Forum Discussion
Derek_21893
Nimbostratus
Aug 06, 2009Discovery of failover peer using iControl
Hi,
I'd like to be able to discover a failover peer for an active-active or active-standby pair of LTMs using iControl. From what I can tell there is no good way to do this currently.
I can use System.Failover.get_peer_address to get the address of the peer, but if this address is not routable (I'm not sure you can even make it routable) then how else can you discover a usable IP address for the peer?
In my instance the primary LTM is using 192.168.255.1 and the peer is using 192.168.255.2. All I can get is the peer address. I can't even get the "self" address, so even if these IP addresses were unique across an enterprise, there would be no way to correlate the two LTMs together into a redundant pair.
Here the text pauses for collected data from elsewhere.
//! Frame description built from the simulation
//!
//! A [`DrawList`] is everything a backend needs to put one frame on screen, in
//! draw order. Which primitives appear depends on the display mode; the
//! simulation underneath is the same either way.

use glam::Vec2;

use super::shapes;
use super::vertex::{Vertex, colors};
use crate::assets::AssetId;
use crate::settings::DisplayMode;
use crate::sim::{Facing, GameState, Rect, TextureRect};

/// Gravity indicator placement (top right)
const GRAVITY_BAR_POS: Vec2 = Vec2::new(760.0, 40.0);
const GRAVITY_BAR_WIDTH: f32 = 20.0;

const CANNON_SIZE: Vec2 = Vec2::new(20.0, 70.0);
const CANNON_ORIGIN: Vec2 = Vec2::new(10.0, 35.0);
const BARREL_ORIGIN: Vec2 = Vec2::new(22.0, 45.0);
const BASE_POS: Vec2 = Vec2::new(70.0, 531.0);
const BULLET_ORIGIN: Vec2 = Vec2::new(20.0, 20.0);
const CIRCLE_SEGMENTS: u32 = 24;
const AIM_LINE_WIDTH: f32 = 1.0;

const HUD_TEXT_SIZE: u32 = 20;
const HITS_LABEL_POS: Vec2 = Vec2::new(40.0, 50.0);
const MISSES_LABEL_POS: Vec2 = Vec2::new(40.0, 110.0);

/// One textured quad
#[derive(Debug, Clone, PartialEq)]
pub struct SpriteInstance {
    pub asset: AssetId,
    pub position: Vec2,
    /// Local pivot, from the sprite's top-left, placed on `position`
    pub origin: Vec2,
    /// Degrees, clockwise on screen
    pub rotation: f32,
    /// Negative x mirrors horizontally
    pub scale: Vec2,
    /// Sub-rectangle of the texture; `None` draws the whole image
    pub texture_rect: Option<TextureRect>,
    /// Texture repeats to fill `texture_rect`
    pub repeat: bool,
    pub tint: [f32; 4],
}

impl SpriteInstance {
    fn new(asset: AssetId, position: Vec2) -> Self {
        Self {
            asset,
            position,
            origin: Vec2::ZERO,
            rotation: 0.0,
            scale: Vec2::ONE,
            texture_rect: None,
            repeat: false,
            tint: colors::WHITE,
        }
    }
}

/// A line of HUD text in the HUD font
#[derive(Debug, Clone, PartialEq)]
pub struct TextLabel {
    pub text: String,
    pub position: Vec2,
    pub size: u32,
    pub color: [f32; 4],
}

/// Everything to draw for one frame
#[derive(Debug, Clone, PartialEq)]
pub struct DrawList {
    pub clear_color: [f32; 4],
    /// Flat geometry (shapes mode), triangle list
    pub vertices: Vec<Vertex>,
    /// Textured quads in draw order (sprite mode)
    pub sprites: Vec<SpriteInstance>,
    /// Drawn last, on top of everything
    pub labels: Vec<TextLabel>,
}

impl DrawList {
    fn new() -> Self {
        Self {
            clear_color: colors::BACKGROUND,
            vertices: Vec::new(),
            sprites: Vec::new(),
            labels: Vec::new(),
        }
    }

    /// Vertex data ready for upload
    pub fn vertex_bytes(&self) -> &[u8] {
        bytemuck::cast_slice(self.vertices.as_slice())
    }
}

/// Build the frame for `state` in the given display mode
pub fn build_scene(state: &GameState, mode: DisplayMode) -> DrawList {
    let mut list = DrawList::new();
    match mode {
        DisplayMode::Shapes => push_shapes(&mut list, state),
        DisplayMode::Sprites => push_sprites(&mut list, state),
    }
    push_hud(&mut list, state);
    list
}

fn push_shapes(list: &mut DrawList, state: &GameState) {
    let snap = state.snapshot();
    let v = &mut list.vertices;

    let bar_color = if snap.gravity.clamped {
        colors::GRAVITY_BAR_CLAMPED
    } else {
        colors::GRAVITY_BAR
    };
    let bar = Rect::new(GRAVITY_BAR_POS, Vec2::new(GRAVITY_BAR_WIDTH, snap.gravity.magnitude));
    v.extend(shapes::rect(&bar, bar_color));

    v.extend(shapes::rotated_rect(
        snap.anchor,
        CANNON_SIZE,
        CANNON_ORIGIN,
        snap.barrel_angle,
        colors::CANNON,
    ));
    v.extend(shapes::circle(
        snap.projectile_pos,
        snap.projectile_radius,
        colors::BALL,
        CIRCLE_SEGMENTS,
    ));
    v.extend(shapes::rect(&snap.wall, colors::WALL));
    if let Some((pointer, anchor)) = snap.aim_line {
        v.extend(shapes::line(pointer, anchor, AIM_LINE_WIDTH, colors::AIM_LINE));
    }
    v.extend(shapes::rect(&snap.target, colors::TARGET));
}

fn push_sprites(list: &mut DrawList, state: &GameState) {
    let snap = state.snapshot();
    let s = &mut list.sprites;

    s.push(SpriteInstance::new(AssetId::Background, Vec2::ZERO));

    s.push(SpriteInstance {
        texture_rect: Some(TextureRect {
            x: 0,
            y: 0,
            width: snap.wall.size.x as u32,
            height: snap.wall.size.y as u32,
        }),
        repeat: true,
        ..SpriteInstance::new(AssetId::Wall, snap.wall.min)
    });

    s.push(SpriteInstance {
        scale: Vec2::new(1.0, snap.gravity.arrow_scale),
        tint: if snap.gravity.clamped {
            colors::ARROW_CLAMPED
        } else {
            colors::WHITE
        },
        ..SpriteInstance::new(AssetId::Arrow, GRAVITY_BAR_POS)
    });

    s.push(bullet(snap.projectile_pos, snap.projectile_rotation, colors::WHITE));

    s.push(SpriteInstance {
        origin: BARREL_ORIGIN,
        rotation: snap.barrel_angle,
        ..SpriteInstance::new(AssetId::Barrel, snap.anchor)
    });
    s.push(SpriteInstance::new(AssetId::Base, BASE_POS));

    for point in state.trajectory_preview() {
        let alpha = point.alpha as f32 / 255.0;
        s.push(bullet(point.pos, point.rotation, [1.0, 1.0, 1.0, alpha]));
    }

    let (scale, origin) = match snap.target_facing {
        Facing::Forward => (Vec2::ONE, Vec2::ZERO),
        Facing::Mirrored => (Vec2::new(-1.0, 1.0), Vec2::new(snap.target_frame.width as f32, 0.0)),
    };
    s.push(SpriteInstance {
        origin,
        scale,
        texture_rect: Some(snap.target_frame),
        ..SpriteInstance::new(AssetId::Gumba, snap.target.min)
    });
}

fn bullet(position: Vec2, rotation: f32, tint: [f32; 4]) -> SpriteInstance {
    SpriteInstance {
        origin: BULLET_ORIGIN,
        rotation,
        tint,
        ..SpriteInstance::new(AssetId::Bullet, position)
    }
}

fn push_hud(list: &mut DrawList, state: &GameState) {
    let score = state.score;
    list.labels.push(TextLabel {
        text: format!("Misses: {}", score.misses),
        position: MISSES_LABEL_POS,
        size: HUD_TEXT_SIZE,
        color: colors::HUD_TEXT,
    });
    list.labels.push(TextLabel {
        text: format!("Hits: {}", score.hits),
        position: HITS_LABEL_POS,
        size: HUD_TEXT_SIZE,
        color: colors::HUD_TEXT,
    });
}
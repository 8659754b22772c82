//! Game settings and preferences
//!
//! Stored as JSON next to the executable (or wherever the first CLI argument
//! points). A missing or broken file never stops the game: it is logged and
//! the defaults are used.

use std::fmt;
use std::path::{Path, PathBuf};

use serde::{Deserialize, Serialize};

use crate::consts::{GRAVITY_STEP, INITIAL_GRAVITY, MAX_SUBSTEPS};

/// Default settings file name, looked up in the working directory
pub const SETTINGS_FILE: &str = "bullet_bill.json";

/// How the scene is drawn
#[derive(Debug, Clone, Copy, PartialEq, Eq, Serialize, Deserialize, Default)]
pub enum DisplayMode {
    /// Flat coloured rectangles and circles
    Shapes,
    /// Textured sprites with animation and the aim guide
    #[default]
    Sprites,
}

impl DisplayMode {
    pub fn as_str(&self) -> &'static str {
        match self {
            DisplayMode::Shapes => "Shapes",
            DisplayMode::Sprites => "Sprites",
        }
    }

    pub fn from_str(s: &str) -> Option<Self> {
        match s.to_lowercase().as_str() {
            "shapes" | "simple" => Some(DisplayMode::Shapes),
            "sprites" | "graphics" => Some(DisplayMode::Sprites),
            _ => None,
        }
    }

    pub fn toggled(self) -> Self {
        match self {
            DisplayMode::Shapes => DisplayMode::Sprites,
            DisplayMode::Sprites => DisplayMode::Shapes,
        }
    }
}

/// Game settings
#[derive(Debug, Clone, PartialEq, Serialize, Deserialize)]
#[serde(default)]
pub struct Settings {
    /// Starting display mode
    pub display_mode: DisplayMode,

    // === Physics ===
    /// Gravity at start (px/tick²)
    pub initial_gravity: f32,
    /// Change per gravity key press
    pub gravity_step: f32,

    // === Frame pump ===
    /// Most fixed steps run for a single rendered frame
    pub max_substeps: u32,

    // === Assets ===
    /// Directory containing `FONTS/` and `IMAGES/`
    pub asset_root: PathBuf,
}

impl Default for Settings {
    fn default() -> Self {
        Self {
            display_mode: DisplayMode::Sprites,
            initial_gravity: INITIAL_GRAVITY,
            gravity_step: GRAVITY_STEP,
            max_substeps: MAX_SUBSTEPS,
            asset_root: PathBuf::from("ASSETS"),
        }
    }
}

/// Why a settings file could not be used
#[derive(Debug)]
pub enum SettingsError {
    Io(std::io::Error),
    Parse(serde_json::Error),
}

impl fmt::Display for SettingsError {
    fn fmt(&self, f: &mut fmt::Formatter<'_>) -> fmt::Result {
        match self {
            Self::Io(e) => write!(f, "cannot read settings: {e}"),
            Self::Parse(e) => write!(f, "invalid settings JSON: {e}"),
        }
    }
}

impl std::error::Error for SettingsError {
    fn source(&self) -> Option<&(dyn std::error::Error + 'static)> {
        match self {
            Self::Io(e) => Some(e),
            Self::Parse(e) => Some(e),
        }
    }
}

impl From<std::io::Error> for SettingsError {
    fn from(e: std::io::Error) -> Self {
        Self::Io(e)
    }
}

impl From<serde_json::Error> for SettingsError {
    fn from(e: serde_json::Error) -> Self {
        Self::Parse(e)
    }
}

impl Settings {
    /// Parse settings from JSON; absent fields take their defaults
    pub fn from_json(json: &str) -> Result<Self, SettingsError> {
        let mut settings: Settings = serde_json::from_str(json)?;
        settings.sanitize();
        Ok(settings)
    }

    pub fn to_json(&self) -> Result<String, SettingsError> {
        Ok(serde_json::to_string_pretty(self)?)
    }

    /// Read settings from a file
    pub fn read(path: &Path) -> Result<Self, SettingsError> {
        let json = std::fs::read_to_string(path)?;
        Self::from_json(&json)
    }

    /// Load settings, falling back to defaults on any problem
    pub fn load_from(path: &Path) -> Self {
        match Self::read(path) {
            Ok(settings) => {
                log::info!("Loaded settings from {}", path.display());
                settings
            }
            Err(SettingsError::Io(e)) if e.kind() == std::io::ErrorKind::NotFound => {
                log::info!("No settings at {}, using defaults", path.display());
                Self::default()
            }
            Err(e) => {
                log::warn!("{} ({}), using defaults", e, path.display());
                Self::default()
            }
        }
    }

    /// Write settings to a file
    pub fn save_to(&self, path: &Path) -> Result<(), SettingsError> {
        std::fs::write(path, self.to_json()?)?;
        log::info!("Settings saved to {}", path.display());
        Ok(())
    }

    /// Keep values the simulation can live with
    fn sanitize(&mut self) {
        if !self.initial_gravity.is_finite() || self.initial_gravity < 0.0 {
            log::warn!("initial_gravity {} out of range, using 0", self.initial_gravity);
            self.initial_gravity = 0.0;
        }
        if !self.gravity_step.is_finite() {
            self.gravity_step = GRAVITY_STEP;
        }
        self.gravity_step = self.gravity_step.abs();
        self.max_substeps = self.max_substeps.max(1);
    }
}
The only way I can think of to figure out if two LTMs are in a failover pair is to compare the VIPs and maybe self-ips to see if the IP addresses match, which is a cludge at best and wouldn't cover all scenarios such as multiple pairs of LTMs which their VIPs are participating in anycast and thus all have the same IP addresses across multiple pairs of LTMs.
Any ideas?
Thanks,
-Derek
38 Replies
- hoolio
Cirrostratus
Hi Derek,
What is a "routable" IP address on your network? 192.168.255.x could be routable from somewhere on your network if it's what a unit is configured for. Are your LTM's configured with hostnames which might allow you to identify the peer (i.e. sfo-bigip-1, sfo-bigip-2)? Do they use MAC masquerading for any VLANs? This might allow you to identify two peer units.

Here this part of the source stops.